De um modo geral, ao fim de algumas consultas é possível
levantar hipóteses sólidas sobre as causas do comportamento desafiante:
- Conflitos sérios entre os progenitores. Muitas vezes o comportamento agressivo da criança não é mais do que uma demonstração atípica da sua tristeza. Tratar-se-á de uma chamada de atenção para um problema que é observável pela criança mas cuja resolução está fora do seu alcance. Nalguns casos falamos mesmo de crianças deprimidas, que exteriorizam desta forma o seu sofrimento. Desengane-se quem considere que são “só” as crianças cujos pais estão à beira do divórcio que passam por esta aflição.
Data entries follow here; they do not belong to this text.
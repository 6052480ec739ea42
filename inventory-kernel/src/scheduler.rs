use crate::health::HealthTracker;
use crate::state::SharedSnapshotStore;
use crate::sync::{SyncReport, Synchronizer};
use std::time::Duration;
use tokio::task::JoinHandle;
use tokio::time::MissedTickBehavior;
use tracing::{info, warn};

/// Drives the synchronizer: one cycle on demand, then forever at a fixed
/// interval on its own task.
#[derive(Clone)]
pub struct RefreshScheduler {
    synchronizer: Synchronizer,
    store: SharedSnapshotStore,
    health: HealthTracker,
    interval: Duration,
}

impl RefreshScheduler {
    pub fn new(
        synchronizer: Synchronizer,
        store: SharedSnapshotStore,
        health: HealthTracker,
        interval: Duration,
    ) -> Self {
        Self {
            synchronizer,
            store,
            health,
            interval,
        }
    }

    /// Runs one cycle. The store is only replaced when the catalog actually
    /// answered; otherwise the previous snapshot keeps being served.
    pub async fn refresh_once(&self) -> SyncReport {
        info!("Refreshing websites data from Consul...");
        let (snapshot, report) = self.synchronizer.synchronize().await;

        if report.is_usable() {
            self.store.replace(snapshot).await;
        } else {
            warn!("No websites data received from Consul, keeping previous snapshot");
        }
        self.health.record_refresh(&report);
        report
    }

    /// Spawns the periodic loop. The first tick fires one interval from now,
    /// the startup cycle being run by the caller. A slow cycle delays the
    /// next one instead of queueing extra runs.
    pub fn spawn(self) -> JoinHandle<()> {
        info!("Starting refresh loop (every {}s)", self.interval.as_secs());
        tokio::spawn(async move {
            let now = tokio::time::Instant::now();
            let mut interval = match now.checked_add(self.interval) {
                Some(start) => tokio::time::interval_at(start, self.interval),
                None => {
                    warn!("Refresh interval too large to schedule, refreshing immediately");
                    tokio::time::interval(self.interval)
                }
            };
            interval.set_missed_tick_behavior(MissedTickBehavior::Delay);

            loop {
                interval.tick().await;
                self.refresh_once().await;
            }
        })
    }
}
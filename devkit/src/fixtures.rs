/*!
Catalog payload builders

Produces instance objects with the keys Consul returns from
`/v1/catalog/service/<name>`. Only the keys a test sets are present, so
missing metadata can be exercised by simply not calling the setter.
*/

use serde_json::{json, Map, Value};

#[derive(Debug, Clone)]
pub struct InstanceBuilder {
    service: String,
    node: String,
    node_meta: Map<String, Value>,
    service_meta: Map<String, Value>,
    tags: Option<Vec<String>>,
    description: Option<String>,
}

impl InstanceBuilder {
    pub fn new<S: Into<String>>(service: S) -> Self {
        Self {
            service: service.into(),
            node: "node-1".to_string(),
            node_meta: Map::new(),
            service_meta: Map::new(),
            tags: None,
            description: None,
        }
    }

    pub fn node<S: Into<String>>(mut self, node: S) -> Self {
        self.node = node.into();
        self
    }

    /// Sets `NodeMeta.env`
    pub fn env(self, env: &str) -> Self {
        self.node_meta("env", env)
    }

    /// Sets `NodeMeta.stage`
    pub fn stage(self, stage: &str) -> Self {
        self.node_meta("stage", stage)
    }

    /// Sets `ServiceMeta.proxy_fqdn`
    pub fn proxy_fqdn(self, fqdn: &str) -> Self {
        self.service_meta("proxy_fqdn", fqdn)
    }

    pub fn node_meta(mut self, key: &str, value: &str) -> Self {
        self.node_meta.insert(key.to_string(), Value::String(value.to_string()));
        self
    }

    pub fn service_meta(mut self, key: &str, value: &str) -> Self {
        self.service_meta.insert(key.to_string(), Value::String(value.to_string()));
        self
    }

    pub fn tags(mut self, tags: &[&str]) -> Self {
        self.tags = Some(tags.iter().map(|t| t.to_string()).collect());
        self
    }

    pub fn description<S: Into<String>>(mut self, description: S) -> Self {
        self.description = Some(description.into());
        self
    }

    pub fn build(self) -> Value {
        let mut instance = json!({
            "ID": format!("{}-{}", self.node, self.service),
            "Node": self.node,
            "Address": "10.0.0.10",
            "Datacenter": "dc1",
            "ServiceID": self.service,
            "ServiceName": self.service,
            "ServicePort": 443,
            "NodeMeta": Value::Object(self.node_meta),
            "ServiceMeta": Value::Object(self.service_meta),
            "ServiceTags": self.tags,
        });
        if let Some(description) = self.description {
            instance["description"] = Value::String(description);
        }
        instance
    }
}
/*!
# Inventory DevKit - Stubs and helpers for kernel tests

Lets the kernel tests run a full catalog refresh without a Consul agent:
- `MockCatalog`: Consul catalog endpoints served over real HTTP (wiremock)
- `InstanceBuilder`: instance payloads shaped like `/v1/catalog/service/<name>`
- `TestHarness`: stub catalog + temporary snapshot directory + test logging
*/

pub mod catalog_stub;
pub mod fixtures;
pub mod test_utils;

pub use catalog_stub::MockCatalog;
pub use fixtures::InstanceBuilder;
pub use test_utils::TestHarness;
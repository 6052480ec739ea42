/**
 * CATALOG CLIENT - Read-only access to the Consul catalog HTTP API
 *
 * ROLE:
 * Thin wrapper over the three catalog endpoints the inventory needs:
 * datacenters, services filtered on the marker tag, and instances of one
 * service filtered on the same tag.
 *
 * ERRORS:
 * Failures are typed internally (url, transport, status, decode) then logged
 * and collapsed to `None` at the public boundary. A refresh cycle never sees
 * an error, only "no data". Instances are returned as raw JSON so one
 * malformed entry cannot void the whole list.
 */

use crate::config::CatalogConfig;
use reqwest::{StatusCode, Url};
use serde::de::DeserializeOwned;
use serde_json::{Map, Value};
use tracing::{debug, error};

/// Tag selecting reverse-proxied websites in the catalog.
pub const MARKER_TAG: &str = "ssl-proxy-backend";
const TOKEN_HEADER: &str = "X-Consul-Token";

#[derive(Debug, thiserror::Error)]
pub enum CatalogError {
    #[error("invalid catalog URL {url}: {reason}")]
    InvalidUrl { url: String, reason: String },
    #[error("request to {url} failed: {source}")]
    Transport {
        url: String,
        #[source]
        source: reqwest::Error,
    },
    #[error("{url} answered {status}")]
    Status { url: String, status: StatusCode },
    #[error("invalid body from {url}: {source}")]
    Decode {
        url: String,
        #[source]
        source: reqwest::Error,
    },
}

#[derive(Clone)]
pub struct CatalogClient {
    http: reqwest::Client,
    base_url: Url,
    token: Option<String>,
}

impl CatalogClient {
    pub fn new(config: &CatalogConfig) -> Result<Self, CatalogError> {
        let base_url = Url::parse(&config.base_url()).map_err(|e| CatalogError::InvalidUrl {
            url: config.base_url(),
            reason: e.to_string(),
        })?;
        if base_url.cannot_be_a_base() {
            return Err(CatalogError::InvalidUrl {
                url: config.base_url(),
                reason: "not a base URL".into(),
            });
        }

        let http = reqwest::Client::builder()
            .timeout(config.timeout)
            .user_agent(concat!("infra-inventory/", env!("CARGO_PKG_VERSION")))
            .build()
            .map_err(|source| CatalogError::Transport {
                url: config.base_url(),
                source,
            })?;

        Ok(Self {
            http,
            base_url,
            token: config.token.clone(),
        })
    }

    pub fn base_url(&self) -> &str {
        self.base_url.as_str()
    }

    /// `GET /v1/catalog/datacenters`
    pub async fn list_datacenters(&self) -> Option<Vec<String>> {
        self.get_json(&["catalog", "datacenters"], &[])
            .await
            .map_err(|e| error!("Error fetching datacenters from Consul: {e}"))
            .ok()
    }

    /// `GET /v1/catalog/services`, restricted server-side to services carrying the marker tag.
    pub async fn list_tagged_services(&self, datacenter: &str) -> Option<Map<String, Value>> {
        let filter = format!("ServiceTags contains \"{MARKER_TAG}\"");
        self.get_json(&["catalog", "services"], &[("dc", datacenter), ("filter", filter.as_str())])
            .await
            .map_err(|e| error!("Error fetching services of datacenter {datacenter} from Consul: {e}"))
            .ok()
    }

    /// `GET /v1/catalog/service/<name>` for the instances carrying the marker tag.
    /// Entries are left undecoded; see [`crate::models::CatalogInstance`].
    pub async fn list_service_instances(
        &self,
        service_name: &str,
        datacenter: &str,
    ) -> Option<Vec<Value>> {
        self.get_json(&["catalog", "service", service_name], &[("dc", datacenter), ("tag", MARKER_TAG)])
            .await
            .map_err(|e| error!("Error fetching instances for service {service_name} from Consul: {e}"))
            .ok()
    }

    /// Base URL extended with percent-encoded path segments.
    fn endpoint(&self, segments: &[&str]) -> Result<Url, CatalogError> {
        let mut url = self.base_url.clone();
        url.path_segments_mut()
            .map_err(|_| CatalogError::InvalidUrl {
                url: self.base_url.to_string(),
                reason: "not a base URL".into(),
            })?
            .pop_if_empty()
            .extend(segments);
        Ok(url)
    }

    async fn get_json<T: DeserializeOwned>(
        &self,
        segments: &[&str],
        query: &[(&str, &str)],
    ) -> Result<T, CatalogError> {
        let endpoint = self.endpoint(segments)?;
        let url = endpoint.as_str();
        let mut request = self.http.get(endpoint.clone()).query(query);
        if let Some(token) = &self.token {
            request = request.header(TOKEN_HEADER, token);
        }

        let response = request.send().await.map_err(|source| CatalogError::Transport {
            url: url.to_string(),
            source,
        })?;

        let status = response.status();
        if !status.is_success() {
            return Err(CatalogError::Status {
                url: url.to_string(),
                status,
            });
        }
        debug!("GET {url} -> {status}");

        response.json::<T>().await.map_err(|source| CatalogError::Decode {
            url: url.to_string(),
            source,
        })
    }
}
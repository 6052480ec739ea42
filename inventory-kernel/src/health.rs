use crate::state::{new_state, Shared};
use crate::sync::SyncReport;
use serde::Serialize;
use std::sync::atomic::{AtomicU64, Ordering};
use std::sync::Arc;
use std::time::Instant;
use time::{format_description::well_known::Rfc3339, OffsetDateTime};

#[derive(Debug, Serialize)]
pub struct RefreshHealth {
    pub uptime_seconds: u64,
    pub websites: usize,
    pub refreshes: u64,
    pub failed_refreshes: u64,
    pub last_refresh: Option<String>,
    pub last_outcome: Option<SyncReport>,
}

#[derive(Clone)]
pub struct HealthTracker {
    start_time: Instant,
    refreshes: Arc<AtomicU64>,
    failed_refreshes: Arc<AtomicU64>,
    last: Shared<Option<(OffsetDateTime, SyncReport)>>,
}

impl Default for HealthTracker {
    fn default() -> Self {
        Self::new()
    }
}

impl HealthTracker {
    pub fn new() -> Self {
        Self {
            start_time: Instant::now(),
            refreshes: Arc::new(AtomicU64::new(0)),
            failed_refreshes: Arc::new(AtomicU64::new(0)),
            last: new_state(None),
        }
    }

    pub fn record_refresh(&self, report: &SyncReport) {
        self.refreshes.fetch_add(1, Ordering::Relaxed);
        if !report.is_usable() {
            self.failed_refreshes.fetch_add(1, Ordering::Relaxed);
        }
        *self.last.lock() = Some((OffsetDateTime::now_utc(), report.clone()));
    }

    pub fn refreshes(&self) -> u64 {
        self.refreshes.load(Ordering::Relaxed)
    }

    pub fn get_health(&self, websites: usize) -> RefreshHealth {
        let last = self.last.lock().clone();
        let (last_refresh, last_outcome) = match last {
            Some((at, report)) => (at.format(&Rfc3339).ok(), Some(report)),
            None => (None, None),
        };

        RefreshHealth {
            uptime_seconds: self.start_time.elapsed().as_secs(),
            websites,
            refreshes: self.refreshes(),
            failed_refreshes: self.failed_refreshes.load(Ordering::Relaxed),
            last_refresh,
            last_outcome,
        }
    }
}
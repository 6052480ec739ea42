use serde::{Deserialize, Serialize};
use std::collections::HashMap;

/// One website discovered in the catalog, as served by the dashboard
/// and mirrored in the snapshot file.
#[derive(Debug, Serialize, Deserialize, Clone, PartialEq, Eq)]
pub struct InventoryRecord {
    pub name: String,
    pub environment: String,
    pub stage: String,
    pub url: String,
    #[serde(default)]
    pub description: String,
    #[serde(default)]
    pub tags: Vec<String>,
}

pub type Snapshot = Vec<InventoryRecord>;

/// Instance entry returned by `GET /v1/catalog/service/<name>`.
/// Only the fields the inventory reads are kept; everything is optional
/// because the catalog does not guarantee them per instance.
#[derive(Debug, Deserialize, Clone, Default)]
pub struct CatalogInstance {
    #[serde(rename = "ServiceName", default)]
    pub service_name: Option<String>,
    #[serde(rename = "Node", default)]
    pub node: Option<String>,
    #[serde(rename = "NodeMeta", default)]
    pub node_meta: Option<HashMap<String, String>>,
    #[serde(rename = "ServiceMeta", default)]
    pub service_meta: Option<HashMap<String, String>>,
    #[serde(rename = "ServiceTags", default)]
    pub service_tags: Option<Vec<String>>,
    #[serde(default)]
    pub description: Option<String>,
}

impl CatalogInstance {
    pub fn node_meta(&self, key: &str) -> Option<&str> {
        self.node_meta.as_ref()?.get(key).map(String::as_str)
    }

    pub fn service_meta(&self, key: &str) -> Option<&str> {
        self.service_meta.as_ref()?.get(key).map(String::as_str)
    }
}
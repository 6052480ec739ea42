use crate::models::InventoryRecord;
use serde::Serialize;
use std::collections::{BTreeMap, BTreeSet};

/// Synthetic environment key holding the union of every environment.
pub const ALL: &str = "all";

/// Filter values derived from a snapshot: the environments, and for each
/// environment (plus [`ALL`]) its sorted stages and tags.
#[derive(Debug, Clone, Default, PartialEq, Eq, Serialize)]
pub struct FacetIndex {
    pub environments: Vec<String>,
    pub stages: BTreeMap<String, Vec<String>>,
    pub tags: BTreeMap<String, Vec<String>>,
}

impl FacetIndex {
    pub fn build(records: &[InventoryRecord]) -> Self {
        let mut stages: BTreeMap<String, BTreeSet<String>> = BTreeMap::new();
        let mut tags: BTreeMap<String, BTreeSet<String>> = BTreeMap::new();

        for record in records {
            stages
                .entry(record.environment.clone())
                .or_default()
                .insert(record.stage.clone());
            let env_tags = tags.entry(record.environment.clone()).or_default();
            env_tags.extend(record.tags.iter().cloned());
        }

        let environments: Vec<String> = stages.keys().cloned().collect();
        let all_stages: BTreeSet<String> = stages.values().flatten().cloned().collect();
        let all_tags: BTreeSet<String> = tags.values().flatten().cloned().collect();

        let mut stages = into_lists(stages);
        let mut tags = into_lists(tags);
        // an environment literally named "all" is folded into the aggregate
        stages.insert(ALL.to_string(), all_stages.into_iter().collect());
        tags.insert(ALL.to_string(), all_tags.into_iter().collect());

        Self {
            environments,
            stages,
            tags,
        }
    }

    pub fn stages_for(&self, environment: &str) -> &[String] {
        self.stages.get(environment).map(Vec::as_slice).unwrap_or(&[])
    }

    pub fn tags_for(&self, environment: &str) -> &[String] {
        self.tags.get(environment).map(Vec::as_slice).unwrap_or(&[])
    }
}

fn into_lists(map: BTreeMap<String, BTreeSet<String>>) -> BTreeMap<String, Vec<String>> {
    map.into_iter()
        .map(|(env, values)| (env, values.into_iter().collect()))
        .collect()
}

#[cfg(test)]
mod tests {
    use super::*;

    fn record(env: &str, stage: &str, tags: &[&str]) -> InventoryRecord {
        InventoryRecord {
            name: format!("{env}-{stage}"),
            environment: env.into(),
            stage: stage.into(),
            url: "https://example.com".into(),
            description: String::new(),
            tags: tags.iter().map(|t| t.to_string()).collect(),
        }
    }

    fn sample() -> Vec<InventoryRecord> {
        vec![
            record("staging", "preview", &["b", "shared"]),
            record("prod", "live", &["a", "shared"]),
            record("prod", "canary", &["a"]),
            record("prod", "live", &[]),
        ]
    }

    #[test]
    fn test_two_environment_scenario() {
        let index = FacetIndex::build(&[record("prod", "live", &["a"]), record("staging", "live", &["b"])]);
        assert_eq!(index.tags_for(ALL), ["a", "b"]);
        assert_eq!(index.tags_for("prod"), ["a"]);
        assert_eq!(index.environments, vec!["prod", "staging"]);
    }

    #[test]
    fn test_per_environment_lists_are_sorted_and_deduplicated() {
        let index = FacetIndex::build(&sample());
        assert_eq!(index.stages_for("prod"), ["canary", "live"]);
        assert_eq!(index.tags_for("prod"), ["a", "shared"]);
        assert_eq!(index.stages_for("staging"), ["preview"]);
    }

    #[test]
    fn test_all_is_union_of_every_environment() {
        let index = FacetIndex::build(&sample());
        let mut stages: Vec<String> = index
            .stages
            .iter()
            .filter(|(env, _)| env.as_str() != ALL)
            .flat_map(|(_, v)| v.clone())
            .collect();
        stages.sort();
        stages.dedup();
        assert_eq!(index.stages_for(ALL), stages.as_slice());

        let mut tags: Vec<String> = index
            .tags
            .iter()
            .filter(|(env, _)| env.as_str() != ALL)
            .flat_map(|(_, v)| v.clone())
            .collect();
        tags.sort();
        tags.dedup();
        assert_eq!(index.tags_for(ALL), tags.as_slice());
    }

    #[test]
    fn test_build_is_deterministic_and_order_independent() {
        let records = sample();
        let mut reversed = records.clone();
        reversed.reverse();
        assert_eq!(FacetIndex::build(&records), FacetIndex::build(&records));
        assert_eq!(FacetIndex::build(&records), FacetIndex::build(&reversed));
    }

    #[test]
    fn test_empty_snapshot_still_has_all_bucket() {
        let index = FacetIndex::build(&[]);
        assert!(index.environments.is_empty());
        assert!(index.stages_for(ALL).is_empty());
        assert!(index.stages.contains_key(ALL));
        assert!(index.tags_for("prod").is_empty());
    }
}
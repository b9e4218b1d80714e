//! Peakmorph library - sinusoidal analysis and additive resynthesis

pub mod analysis;
pub mod audio;
pub mod cli;
pub mod error;
pub mod input;
pub mod params;
pub mod session;
pub mod synth;

pub use error::{MorphError, MorphResult};
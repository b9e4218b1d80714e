//! Spectral peak picking and voice assignment.

/// One ranked spectral peak for one frame and one voice slot
#[derive(Clone, Copy, Debug, Default, PartialEq)]
pub struct Entry {
    pub frequency: f64,
    pub amplitude: f64,
}

impl Entry {
    pub fn new(frequency: f64, amplitude: f64) -> Self {
        Self {
            frequency,
            amplitude,
        }
    }

    /// Padding entry used when a frame has fewer than N peaks
    pub fn sentinel(nyquist_hz: f64) -> Self {
        Self::new(nyquist_hz, 0.0)
    }
}

/// Find local maxima in a magnitude spectrum of an `nfft`-point transform.
///
/// Scans bins `1..nfft/2` so DC, Nyquist and the negative-frequency mirror are
/// never reported. A bin is a peak when it is strictly above its left
/// neighbour and at least its right neighbour, so a plateau yields one peak
/// at its first bin. Returns `(magnitude, frequency)` pairs in bin order.
pub fn find_peaks(magnitudes: &[f64], nfft: usize, sample_rate_hz: f64) -> Vec<(f64, f64)> {
    let bin_step = sample_rate_hz / nfft as f64;
    let upper = (nfft / 2).min(magnitudes.len().saturating_sub(1));

    (1..upper)
        .filter(|&j| magnitudes[j] > magnitudes[j - 1] && magnitudes[j] >= magnitudes[j + 1])
        .map(|j| (magnitudes[j], j as f64 * bin_step))
        .collect()
}

/// Reduce one frame's spectrum to exactly `voices` entries.
///
/// Peaks are ranked by magnitude (ties keep the lower bin first), the top
/// `voices` are kept, missing slots are filled with Nyquist sentinels, and the
/// result is re-sorted by ascending frequency: voice 0 always receives the
/// lowest chosen frequency.
pub fn extract_peaks(
    magnitudes: &[f64],
    nfft: usize,
    sample_rate_hz: f64,
    voices: usize,
) -> Vec<Entry> {
    let mut peaks = find_peaks(magnitudes, nfft, sample_rate_hz);

    // Rank by magnitude, descending
    peaks.sort_by(|a, b| b.0.total_cmp(&a.0));

    // Sentinel sits at Nyquist so real peaks always sort ahead of it
    let sentinel = Entry::sentinel(sample_rate_hz / 2.0);
    let mut entries: Vec<Entry> = peaks
        .iter()
        .take(voices)
        .map(|&(amplitude, frequency)| Entry::new(frequency, amplitude))
        .collect();
    entries.resize(voices, sentinel);

    // Voice assignment: low to high in frequency
    entries.sort_by(|a, b| a.frequency.total_cmp(&b.frequency));
    entries
}

#[cfg(test)]
mod tests {
    use super::*;

    const NFFT: usize = 16;
    const RATE: f64 = 1600.0; // 100 Hz per bin

    fn spectrum(values: &[f64]) -> Vec<f64> {
        let mut mags = vec![0.0; NFFT];
        mags[..values.len()].copy_from_slice(values);
        mags
    }

    #[test]
    fn test_plateau_reports_first_bin_only() {
        let mags = spectrum(&[0.0, 1.0, 3.0, 3.0, 3.0, 1.0, 0.0, 0.0, 0.0]);
        let peaks = find_peaks(&mags, NFFT, RATE);

        assert_eq!(peaks, vec![(3.0, 200.0)]);
    }

    #[test]
    fn test_excludes_dc_and_nyquist() {
        // Largest values at DC and Nyquist (bin 8) are not candidates
        let mags = spectrum(&[9.0, 1.0, 0.5, 0.5, 0.5, 0.5, 0.5, 0.5, 9.0]);
        let peaks = find_peaks(&mags, NFFT, RATE);

        assert!(peaks.is_empty());
    }

    #[test]
    fn test_more_peaks_than_voices() {
        // Peaks at bins 1 (5.0), 3 (2.0), 5 (7.0), 7 (4.0)
        let mags = spectrum(&[0.0, 5.0, 1.0, 2.0, 1.0, 7.0, 1.0, 4.0, 0.0]);
        let entries = extract_peaks(&mags, NFFT, RATE, 2);

        // Top two by magnitude, then sorted by frequency
        assert_eq!(entries, vec![Entry::new(100.0, 5.0), Entry::new(500.0, 7.0)]);
    }

    #[test]
    fn test_exactly_as_many_peaks_as_voices() {
        let mags = spectrum(&[0.0, 5.0, 1.0, 2.0, 1.0, 7.0, 1.0, 4.0, 0.0]);
        let entries = extract_peaks(&mags, NFFT, RATE, 4);

        let freqs: Vec<f64> = entries.iter().map(|e| e.frequency).collect();
        assert_eq!(freqs, vec![100.0, 300.0, 500.0, 700.0]);
        assert!(entries.iter().all(|e| e.amplitude > 0.0));
    }

    #[test]
    fn test_fewer_peaks_pads_with_sentinels() {
        let mags = spectrum(&[0.0, 0.0, 0.0, 6.0, 0.0, 0.0, 0.0, 0.0, 0.0]);
        let entries = extract_peaks(&mags, NFFT, RATE, 3);

        assert_eq!(entries.len(), 3);
        assert_eq!(entries[0], Entry::new(300.0, 6.0));
        assert_eq!(entries[1], Entry::sentinel(800.0));
        assert_eq!(entries[2], Entry::sentinel(800.0));
    }

    #[test]
    fn test_silent_frame_is_all_sentinels() {
        let mags = vec![0.0; NFFT];
        let entries = extract_peaks(&mags, NFFT, RATE, 4);

        assert_eq!(entries, vec![Entry::sentinel(800.0); 4]);
    }

    #[test]
    fn test_output_sorted_by_frequency() {
        let mags: Vec<f64> = (0..NFFT)
            .map(|i| if i % 2 == 1 { (NFFT - i) as f64 } else { 0.0 })
            .collect();
        for voices in 1..8 {
            let entries = extract_peaks(&mags, NFFT, RATE, voices);
            assert_eq!(entries.len(), voices);
            assert!(entries.windows(2).all(|w| w[0].frequency <= w[1].frequency));
        }
    }
}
Os casais considerados estáveis podem ignorar a real dimensão dos seus problemas, minimizando o impacto dos momentos de tensão na estabilidade afectiva das crianças.
- Dificuldades dos pais em impor a disciplina. Boa parte das nossas convicções acerca das regras e da disciplina caem por terra aquando do nascimento do primeiro filho. Esquecemo-nos da importância de dizer não, desvalorizamos o rigor na aplicação de castigos e acabamos por estragar a criança com mimos. Na prática, as consequências destes padrões de relacionamento só são realmente visíveis quando a criança tem de enfrentar a comunidade escolar e obedecer a regras impostas por outros adultos. Ali deixa de ser o centro das atenções, deixa de ver as suas necessidades imediatamente satisfeitas e é confrontada com a importância de uma competência social central, a resistência à frustração. As crianças que não estão habituadas a ouvir um “Não” sofrem muito mais aquando da necessidade de adaptação ao ambiente escolar.
- Lacunas na relação com um dos progenitores. Um pai demasiado permissivo pode ser, antes de mais, um pai inseguro, com dificuldade em criar laços com os filhos. Não raras vezes sou confrontada com famílias em que o pai é uma espécie de estranho na educação da criança, acabando por dar o seu melhor no sentido de satisfazer os caprichos materiais da criança mas mostrando-se incapaz de criar uma vínculo afectivo. O pai e a criança brincam e interagem como se fossem da mesma idade mas na altura de definir limites e criar confiança afectiva a responsabilidade está do lado materno. Em casos pontuais esta lacuna é visível na relação com a mãe e é o pai que funciona como “porto seguro”.
- Depressão de um dos progenitores. A depressão é uma doença incapacitante e avassaladora, ainda que nem sempre seja claramente assumida. Quanto mais as famílias se fecharem sobre si mesmas, recusando pedidos de ajuda claros – formais e informais – maior a probabilidade de o sofrimento ser extensível às crianças que, mais uma vez, acabam por mostrar a sua dor e a sua impotência de forma atípica.
- Mudanças repentinas na rotina da criança. A chegada de um irmão, a mudança de emprego de um dos progenitores (e consequente reestruturação no horário) ou o adoecimento de um familiar podem contribuir para a instabilidade da criança. Como nem sempre é fácil para os próprios adultos estarem atentos a tudo e a todos, os medos da criança podem acabar por ser exteriorizados no ambiente que se mantém estável – a escolinha.
A maioria das crianças aprende a substituir o comportamento agressivo, anti-social por um comportamento socialmente adequado antes dos 5 anos. Aprender a gerir sentimentos de raiva e lidar com a frustração são tarefas cruciais da primeira infância. No entanto, se a criança apresenta um padrão de comportamentos agressivos, anti-sociais ou de ruptura que representam uma ameaça para si mesma, ou para os outros, consulte o seu pediatra ou um psicólogo especializado em problemas de comportamento das crianças. Aos pais compete responder às necessidades da criança num ambiente familiar suficientemente aconchegante, sensível, estável e de maneira responsável. Por outras palavras:
A criança precisa de se sentir segura, quer a respeito do afecto dos pais, quer a respeito da sua sensibilidade para responder às suas necessidades, reconhecendo-os simultaneamente como capazes de impor regras e dizer “Não”.